Mas há um problema: quando se unificam mercados, não se promove apenas a concorrência entre empresas. Os custos de produção reflectem as escolhas que as sociedades fazem sobre o seu modelo de desenvolvimento, traduzindo-se em salários mínimos, direitos laborais, regras ambientais, impostos, etc. Ou seja, o mercado único põe em competição directa não apenas as empresas europeias, mas também os modelos sociais dos países participantes. Deixando de ter controlo sobre a taxa de câmbio, a emissão de moeda, a taxa de juro e as taxas aduaneiras, os Estados nacionais pouco mais podem fazer do que conter os salários e reduzir os impostos para ganhar competitividade e/ou combater as crises. A UE retirou muito poder aos Estados, mas não lhes tirou a “liberdade” de reduzirem os direitos e os impostos sobre os lucros para resolverem os problemas que enfrentam.

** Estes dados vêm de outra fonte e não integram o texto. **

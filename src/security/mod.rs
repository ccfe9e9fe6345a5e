//! Security subsystem.
//!
//! # Data Flow
//! ```text
//! Incoming request:
//!     → session.rs (verify cookie → Session, empty on any failure)
//!     → csrf.rs (state-changing methods must carry the session token)
//!     → Pass to routing
//!
//! Outgoing response:
//!     → headers.rs (fixed header set + CSP on every response)
//!     → session.rs (re-sign cookie if modified or due for rotation)
//! ```
//!
//! # Design Decisions
//! - Fail open on sessions (empty), fail closed on CSRF (reject)
//! - No server-side session storage: nothing shared between requests

pub mod csrf;
pub mod headers;
pub mod session;

pub use csrf::{CsrfGuard, InvalidToken};
pub use headers::{ContentSecurityPolicy, CspSource, SecurityHeaderPolicy};
pub use session::{Session, SessionError, SessionStore};
//! Startup orchestration.
//!
//! # Responsibilities
//! - Build the renderer, registry, sink and pipeline from a loaded config
//! - Discover handler units, register code handlers
//! - Freeze the registry in production, start the watcher in development
//!
//! # Design Decisions
//! - Fail fast: any startup error is fatal
//! - Subsystems initialize in order, not concurrently
//! - Listeners start last (traffic only when ready)

use std::future::Future;
use std::sync::Arc;

use axum::Router;
use thiserror::Error;
use tokio::net::TcpListener;

use crate::config::{AppConfig, Environment};
use crate::http::pipeline::{PipelineError, RequestPipeline};
use crate::http::server::AppServer;
use crate::observability::{sink_for, DiagnosticSink};
use crate::routing::{
    Handler, RegistryError, RouteRegistry, RouteSource, RouteWatcher, SharedHandler,
    ViewUnitLoader, WatchHandle,
};
use crate::view::{LayoutRenderer, Renderer};

#[derive(Debug, Error)]
pub enum StartupError {
    #[error("route discovery failed: {0}")]
    Registry(#[from] RegistryError),

    #[error("pipeline setup failed: {0}")]
    Pipeline(#[from] PipelineError),

    #[error("failed to watch routes directory: {0}")]
    Watch(#[from] notify::Error),
}

/// Builder for a ready-to-serve [`Application`].
pub struct Startup {
    config: AppConfig,
    handlers: Vec<(String, SharedHandler)>,
    renderer: Option<Arc<dyn Renderer>>,
    sink: Option<Arc<dyn DiagnosticSink>>,
}

impl Startup {
    pub fn new(config: AppConfig) -> Self {
        Self {
            config,
            handlers: Vec::new(),
            renderer: None,
            sink: None,
        }
    }

    /// Register a code handler. Applied after discovery, before any freeze.
    pub fn handler<H>(mut self, key: impl Into<String>, handler: H) -> Self
    where
        H: Handler + 'static,
    {
        let handler: SharedHandler = Arc::new(handler);
        self.handlers.push((key.into(), handler));
        self
    }

    /// Replace the default [`LayoutRenderer`].
    pub fn renderer(mut self, renderer: Arc<dyn Renderer>) -> Self {
        self.renderer = Some(renderer);
        self
    }

    /// Replace the sink chosen from the environment.
    pub fn sink(mut self, sink: Arc<dyn DiagnosticSink>) -> Self {
        self.sink = Some(sink);
        self
    }

    /// Build everything. Starting the watcher needs a tokio runtime.
    pub fn build(self) -> Result<Application, StartupError> {
        let config = Arc::new(self.config);
        let environment = config.environment;

        // 1. Renderer
        let renderer: Arc<dyn Renderer> = match self.renderer {
            Some(renderer) => renderer,
            None => {
                let layout = LayoutRenderer::new().with_dir(&config.views.dir);
                if environment == Environment::Production {
                    Arc::new(layout.cached())
                } else {
                    Arc::new(layout)
                }
            }
        };
        let sink = self.sink.unwrap_or_else(|| sink_for(environment));

        // 2. Routes
        let registry = Arc::new(RouteRegistry::new());
        let routes_dir = &config.routes.dir;
        let discovered = routes_dir.is_dir();
        if discovered {
            registry.discover(RouteSource::new(routes_dir, Arc::new(ViewUnitLoader)))?;
        } else {
            tracing::info!(dir = %routes_dir.display(), "Routes directory not found, skipping discovery");
        }
        for (key, handler) in self.handlers {
            registry.register_shared(key, handler)?;
        }

        // 3. Production routes never change after startup
        if environment == Environment::Production {
            registry.freeze();
        }

        // 4. Pipeline
        let pipeline = Arc::new(RequestPipeline::new(
            config.clone(),
            registry.clone(),
            renderer,
            sink.clone(),
        )?);

        // 5. Hot reload
        let watch = if environment.is_development() && config.routes.hot_reload && discovered {
            Some(RouteWatcher::new(routes_dir, registry.clone(), sink).run()?)
        } else {
            None
        };

        tracing::info!(
            environment = %environment,
            routes = registry.len(),
            frozen = registry.is_frozen(),
            hot_reload = watch.is_some(),
            "Application ready"
        );

        Ok(Application {
            config,
            pipeline,
            _watch: watch,
        })
    }
}

/// A configured pipeline plus whatever keeps it up to date.
pub struct Application {
    config: Arc<AppConfig>,
    pipeline: Arc<RequestPipeline>,
    _watch: Option<WatchHandle>,
}

impl Application {
    pub fn config(&self) -> &AppConfig {
        &self.config
    }

    pub fn pipeline(&self) -> &Arc<RequestPipeline> {
        &self.pipeline
    }

    pub fn registry(&self) -> &Arc<RouteRegistry> {
        self.pipeline.registry()
    }

    /// Router with all middleware, for driving requests without a socket.
    pub fn router(&self) -> Router {
        AppServer::new(&self.config, self.pipeline.clone()).router()
    }

    /// Serve on `listener` until `shutdown` resolves.
    pub async fn serve<F>(self, listener: TcpListener, shutdown: F) -> Result<(), std::io::Error>
    where
        F: Future<Output = ()> + Send + 'static,
    {
        let server = AppServer::new(&self.config, self.pipeline.clone());
        server.run(listener, shutdown).await
    }
}

#[cfg(test)]
mod tests {
    use super::*;
    use crate::http::error::HandlerResult;
    use crate::http::request::RequestContext;
    use crate::http::response::html;
    use axum::http::StatusCode;

    fn config(environment: Environment, routes: &std::path::Path) -> AppConfig {
        let mut config = AppConfig::for_environment(environment, "z".repeat(64));
        config.routes.dir = routes.to_path_buf();
        config.routes.hot_reload = false;
        config
    }

    #[test]
    fn test_production_registry_frozen() {
        let dir = tempfile::tempdir().unwrap();
        std::fs::write(dir.path().join("about.toml"), "").unwrap();

        let app = Startup::new(config(Environment::Production, dir.path()))
            .handler("ping", |_ctx: &mut RequestContext| -> HandlerResult {
                Ok(html(StatusCode::OK, "pong"))
            })
            .build()
            .unwrap();

        assert_eq!(app.registry().keys(), vec!["about", "ping"]);
        assert!(app.registry().is_frozen());
    }

    #[test]
    fn test_development_registry_mutable() {
        let dir = tempfile::tempdir().unwrap();
        let app = Startup::new(config(Environment::Development, &dir.path().join("missing")))
            .build()
            .unwrap();
        assert!(app.registry().is_empty());
        assert!(!app.registry().is_frozen());
    }

    #[test]
    fn test_bad_unit_fails_startup() {
        let dir = tempfile::tempdir().unwrap();
        std::fs::write(dir.path().join("broken.toml"), "methods = 3").unwrap();
        let result = Startup::new(config(Environment::Test, dir.path())).build();
        assert!(matches!(result, Err(StartupError::Registry(_))));
    }
}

Muitos dos defensores da cooperação entre países e povos europeus percebem bem que a UE que hoje existe conduz, com frequência, à delapidação de direitos laborais, à fragilização do Estado social, à instabilidade financeira e ao aumento das assimetrias entre países e entre grupos sociais. Uns vivem bem com isso, pois acreditam que a constitucionalização da concorrência de todos contra todos tratará prosperidade. Outros empenham-se em corrigir o viés neoliberal da arquitectura da UEM, valorizando as evoluções da última década. Outros ainda são muito cépticos quanto à possibilidade de inverter um rumo que é, de facto, contrário à ideia de Europa social. Entre os últimos há quem (já) não acredite que a UE possa ser muito diferente do que é. Mas até entre esses há quem lute para que seja menos má. As coisas são mesmo mais complicadas do que nos querem fazer crer.»